Source material:
******************************

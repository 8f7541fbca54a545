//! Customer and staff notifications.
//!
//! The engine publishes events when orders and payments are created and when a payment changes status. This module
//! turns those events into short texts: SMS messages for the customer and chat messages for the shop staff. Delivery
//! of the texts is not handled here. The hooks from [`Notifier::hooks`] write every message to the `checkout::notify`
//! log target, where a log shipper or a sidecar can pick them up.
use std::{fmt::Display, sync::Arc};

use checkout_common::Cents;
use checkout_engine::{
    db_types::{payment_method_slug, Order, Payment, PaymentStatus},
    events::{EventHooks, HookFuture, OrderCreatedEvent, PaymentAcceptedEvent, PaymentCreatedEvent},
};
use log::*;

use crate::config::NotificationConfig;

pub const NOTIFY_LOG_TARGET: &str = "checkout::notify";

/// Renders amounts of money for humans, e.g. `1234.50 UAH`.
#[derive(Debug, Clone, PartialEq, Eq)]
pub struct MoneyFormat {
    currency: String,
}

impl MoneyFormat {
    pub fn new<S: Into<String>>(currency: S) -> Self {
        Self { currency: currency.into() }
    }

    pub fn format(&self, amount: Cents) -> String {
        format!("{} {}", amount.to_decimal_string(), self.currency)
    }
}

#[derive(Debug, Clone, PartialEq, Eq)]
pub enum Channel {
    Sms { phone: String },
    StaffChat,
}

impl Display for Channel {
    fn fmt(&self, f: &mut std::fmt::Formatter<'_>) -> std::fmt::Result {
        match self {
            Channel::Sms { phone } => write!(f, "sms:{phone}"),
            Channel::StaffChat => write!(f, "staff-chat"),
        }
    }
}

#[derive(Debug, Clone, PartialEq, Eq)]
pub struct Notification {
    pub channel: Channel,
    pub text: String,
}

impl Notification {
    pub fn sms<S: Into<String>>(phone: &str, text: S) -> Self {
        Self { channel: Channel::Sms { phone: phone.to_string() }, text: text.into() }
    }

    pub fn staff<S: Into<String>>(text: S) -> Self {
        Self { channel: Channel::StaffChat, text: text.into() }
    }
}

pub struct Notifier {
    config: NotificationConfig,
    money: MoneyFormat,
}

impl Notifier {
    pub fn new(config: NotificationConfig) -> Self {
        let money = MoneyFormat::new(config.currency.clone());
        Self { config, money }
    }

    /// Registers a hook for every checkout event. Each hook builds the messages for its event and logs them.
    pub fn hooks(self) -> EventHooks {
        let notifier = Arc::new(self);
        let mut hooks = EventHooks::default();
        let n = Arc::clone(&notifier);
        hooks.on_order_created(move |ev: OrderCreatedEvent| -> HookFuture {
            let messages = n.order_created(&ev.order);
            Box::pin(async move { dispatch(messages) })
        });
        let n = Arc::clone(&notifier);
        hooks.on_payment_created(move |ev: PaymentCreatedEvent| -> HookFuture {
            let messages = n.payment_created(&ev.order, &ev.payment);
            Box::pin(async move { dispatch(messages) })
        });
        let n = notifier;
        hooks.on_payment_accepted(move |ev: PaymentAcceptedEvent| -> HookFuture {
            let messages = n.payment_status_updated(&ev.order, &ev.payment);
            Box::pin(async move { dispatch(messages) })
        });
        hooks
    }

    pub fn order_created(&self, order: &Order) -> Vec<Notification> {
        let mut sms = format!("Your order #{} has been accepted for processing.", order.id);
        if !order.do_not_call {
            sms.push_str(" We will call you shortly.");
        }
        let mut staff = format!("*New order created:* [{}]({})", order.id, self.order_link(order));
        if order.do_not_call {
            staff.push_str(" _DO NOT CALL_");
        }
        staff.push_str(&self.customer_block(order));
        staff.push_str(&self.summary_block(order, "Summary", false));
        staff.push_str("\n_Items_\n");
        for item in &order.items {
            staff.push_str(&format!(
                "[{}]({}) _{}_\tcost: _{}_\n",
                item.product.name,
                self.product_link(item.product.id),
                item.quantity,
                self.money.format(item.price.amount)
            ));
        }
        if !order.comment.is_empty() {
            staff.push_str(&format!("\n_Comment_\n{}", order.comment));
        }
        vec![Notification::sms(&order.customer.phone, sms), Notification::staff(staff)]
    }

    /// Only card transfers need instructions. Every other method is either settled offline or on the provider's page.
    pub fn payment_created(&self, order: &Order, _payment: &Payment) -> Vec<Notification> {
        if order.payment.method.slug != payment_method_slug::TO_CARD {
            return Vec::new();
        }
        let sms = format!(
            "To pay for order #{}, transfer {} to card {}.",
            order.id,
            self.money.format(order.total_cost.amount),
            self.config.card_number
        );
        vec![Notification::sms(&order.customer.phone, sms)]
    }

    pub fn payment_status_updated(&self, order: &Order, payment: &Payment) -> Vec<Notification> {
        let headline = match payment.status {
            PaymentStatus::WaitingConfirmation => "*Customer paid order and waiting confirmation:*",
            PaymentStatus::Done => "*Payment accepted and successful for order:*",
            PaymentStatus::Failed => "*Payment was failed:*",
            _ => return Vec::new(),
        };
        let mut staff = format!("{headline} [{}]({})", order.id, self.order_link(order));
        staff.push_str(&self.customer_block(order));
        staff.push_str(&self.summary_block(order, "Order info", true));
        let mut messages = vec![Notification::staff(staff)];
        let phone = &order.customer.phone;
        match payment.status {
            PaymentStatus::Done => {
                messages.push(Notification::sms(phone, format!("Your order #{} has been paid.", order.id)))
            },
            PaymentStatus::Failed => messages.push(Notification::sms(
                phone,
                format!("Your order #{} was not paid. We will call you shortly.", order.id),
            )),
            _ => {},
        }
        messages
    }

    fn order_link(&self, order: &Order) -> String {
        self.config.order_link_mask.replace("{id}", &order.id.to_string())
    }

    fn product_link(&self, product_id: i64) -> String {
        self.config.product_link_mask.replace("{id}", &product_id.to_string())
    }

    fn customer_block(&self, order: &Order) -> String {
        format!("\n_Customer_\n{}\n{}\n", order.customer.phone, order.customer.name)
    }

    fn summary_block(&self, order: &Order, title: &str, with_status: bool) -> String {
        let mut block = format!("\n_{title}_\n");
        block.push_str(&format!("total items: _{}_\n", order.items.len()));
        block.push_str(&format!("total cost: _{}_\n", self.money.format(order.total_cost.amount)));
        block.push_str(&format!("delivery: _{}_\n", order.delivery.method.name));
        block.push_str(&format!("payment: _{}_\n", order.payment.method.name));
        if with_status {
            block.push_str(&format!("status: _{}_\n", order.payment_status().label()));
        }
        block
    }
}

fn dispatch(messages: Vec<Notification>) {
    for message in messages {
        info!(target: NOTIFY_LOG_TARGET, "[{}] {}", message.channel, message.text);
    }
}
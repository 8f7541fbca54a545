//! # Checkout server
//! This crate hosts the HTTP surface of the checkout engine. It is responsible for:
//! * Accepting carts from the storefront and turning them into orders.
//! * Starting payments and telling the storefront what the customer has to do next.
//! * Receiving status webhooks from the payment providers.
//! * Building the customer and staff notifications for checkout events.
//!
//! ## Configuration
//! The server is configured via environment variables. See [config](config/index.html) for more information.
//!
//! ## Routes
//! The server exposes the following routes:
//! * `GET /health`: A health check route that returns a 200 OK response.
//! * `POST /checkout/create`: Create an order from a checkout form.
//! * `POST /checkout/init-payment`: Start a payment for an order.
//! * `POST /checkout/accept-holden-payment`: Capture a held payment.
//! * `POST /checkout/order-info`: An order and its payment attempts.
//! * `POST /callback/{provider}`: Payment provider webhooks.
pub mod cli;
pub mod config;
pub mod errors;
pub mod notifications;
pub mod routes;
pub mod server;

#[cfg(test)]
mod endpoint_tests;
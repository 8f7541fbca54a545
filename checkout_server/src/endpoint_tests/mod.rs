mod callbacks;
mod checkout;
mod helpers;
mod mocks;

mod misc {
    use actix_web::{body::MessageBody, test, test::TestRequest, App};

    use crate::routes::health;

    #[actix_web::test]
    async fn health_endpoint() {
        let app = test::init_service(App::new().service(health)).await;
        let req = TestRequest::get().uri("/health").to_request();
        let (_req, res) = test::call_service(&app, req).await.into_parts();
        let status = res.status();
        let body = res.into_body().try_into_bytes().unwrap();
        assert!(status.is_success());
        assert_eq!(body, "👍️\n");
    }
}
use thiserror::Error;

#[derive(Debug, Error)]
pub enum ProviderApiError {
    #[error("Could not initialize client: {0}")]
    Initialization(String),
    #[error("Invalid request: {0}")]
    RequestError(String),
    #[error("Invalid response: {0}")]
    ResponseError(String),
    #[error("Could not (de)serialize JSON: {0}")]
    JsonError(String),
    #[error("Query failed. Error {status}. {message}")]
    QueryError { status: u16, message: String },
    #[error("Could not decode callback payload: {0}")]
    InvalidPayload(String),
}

******************************

How many lines of the data contain the word "enum"? Answer with the number alone.

2